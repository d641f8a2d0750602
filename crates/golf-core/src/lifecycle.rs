//! Connection lifecycle.
//!
//! Keeps the registry and the user service in step with the transport's
//! connect, disconnect and error events.

use crate::connection::Connection;
use crate::dispatcher::ResponseDispatcher;
use crate::error::CoreError;
use crate::registry::ConnectionRegistry;
use crate::service::UserService;
use crate::session::SessionId;
use golf_protocol::OutboundResponse;
use std::fmt;
use std::sync::Arc;
use tracing::{debug, info, warn};

/// Handles transport-level connection events.
pub struct ConnectionLifecycleHandler {
    dispatcher: ResponseDispatcher,
    users: Arc<dyn UserService>,
}

impl ConnectionLifecycleHandler {
    /// Create a handler registering into the dispatcher's registry.
    #[must_use]
    pub fn new(dispatcher: ResponseDispatcher, users: Arc<dyn UserService>) -> Self {
        Self { dispatcher, users }
    }

    fn registry(&self) -> &ConnectionRegistry {
        self.dispatcher.registry()
    }

    /// Register a new connection and give its session an anonymous identity.
    ///
    /// The identity is sent to the session as a user response. If the user
    /// service fails, the failure is logged and the connection stays
    /// registered.
    pub async fn on_connect(&self, connection: Connection) {
        let session = connection.session_id().clone();
        if self.registry().register(connection).is_some() {
            warn!(session = %session, "Replaced existing connection for session");
        }
        info!(session = %session, connections = self.registry().len(), "Connection opened");

        match self.users.login_anonymous(&session).await {
            Ok(user) => {
                info!(session = %session, user = %user.as_value(), "Anonymous login");
                self.dispatcher
                    .send_to_session(&session, OutboundResponse::user(user));
            }
            Err(err) => {
                let err = CoreError::IdentityAssignmentFailed(err);
                warn!(session = %session, error = %err, "Connection left without identity");
            }
        }
    }

    /// Unregister a closed connection and tell the user service.
    ///
    /// If the session has since been taken over by a newer connection, the
    /// newer one stays registered and the user service is not told.
    pub async fn on_disconnect(&self, connection: &Connection) {
        let session = connection.session_id();
        if !self.registry().unregister_link(connection) {
            if self.registry().contains(session) {
                debug!(session = %session, "Closed connection was already replaced");
                return;
            }
            debug!(session = %session, "Closed session was not registered");
        }
        info!(session = %session, connections = self.registry().len(), "Connection closed");
        self.users.session_closed(session).await;
    }

    /// Record a transport error. The transport's own close event does the cleanup.
    pub fn on_transport_error(&self, session: &SessionId, cause: &dyn fmt::Display) {
        warn!(session = %session, error = %cause, "Transport error");
    }
}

------------------------------

EXERCISE INSTRUCTIONS
Word for word, reproduce every line of the data.

SOLVED EXERCISE
repository d641f8a2d0750602
filename crates/golf-core/src/lifecycle.rs
//! Connection lifecycle.
//!
//! Keeps the registry and the user service in step with the transport's
//! connect, disconnect and error events.

use crate::connection::Connection;
use crate::dispatcher::ResponseDispatcher;
use crate::error::CoreError;
use crate::registry::ConnectionRegistry;
use crate::service::UserService;
use crate::session::SessionId;
use golf_protocol::OutboundResponse;
use std::fmt;
use std::sync::Arc;
use tracing::{debug, info, warn};

/// Handles transport-level connection events.
pub struct ConnectionLifecycleHandler {
    dispatcher: ResponseDispatcher,
    users: Arc<dyn UserService>,
}

impl ConnectionLifecycleHandler {
    /// Create a handler registering into the dispatcher's registry.
    #[must_use]
    pub fn new(dispatcher: ResponseDispatcher, users: Arc<dyn UserService>) -> Self {
        Self { dispatcher, users }
    }

    fn registry(&self) -> &ConnectionRegistry {
        self.dispatcher.registry()
    }

    /// Register a new connection and give its session an anonymous identity.
    ///
    /// The identity is sent to the session as a user response. If the user
    /// service fails, the failure is logged and the connection stays
    /// registered.
    pub async fn on_connect(&self, connection: Connection) {
        let session = connection.session_id().clone();
        if self.registry().register(connection).is_some() {
            warn!(session = %session, "Replaced existing connection for session");
        }
        info!(session = %session, connections = self.registry().len(), "Connection opened");

        match self.users.login_anonymous(&session).await {
            Ok(user) => {
                info!(session = %session, user = %user.as_value(), "Anonymous login");
                self.dispatcher
                    .send_to_session(&session, OutboundResponse::user(user));
            }
            Err(err) => {
                let err = CoreError::IdentityAssignmentFailed(err);
                warn!(session = %session, error = %err, "Connection left without identity");
            }
        }
    }

    /// Unregister a closed connection and tell the user service.
    ///
    /// If the session has since been taken over by a newer connection, the
    /// newer one stays registered and the user service is not told.
    pub async fn on_disconnect(&self, connection: &Connection) {
        let session = connection.session_id();
        if !self.registry().unregister_link(connection) {
            if self.registry().contains(session) {
                debug!(session = %session, "Closed connection was already replaced");
                return;
            }
            debug!(session = %session, "Closed session was not registered");
        }
        info!(session = %session, connections = self.registry().len(), "Connection closed");
        self.users.session_closed(session).await;
    }

    /// Record a transport error. The transport's own close event does the cleanup.
    pub fn on_transport_error(&self, session: &SessionId, cause: &dyn fmt::Display) {
        warn!(session = %session, error = %cause, "Transport error");
    }
}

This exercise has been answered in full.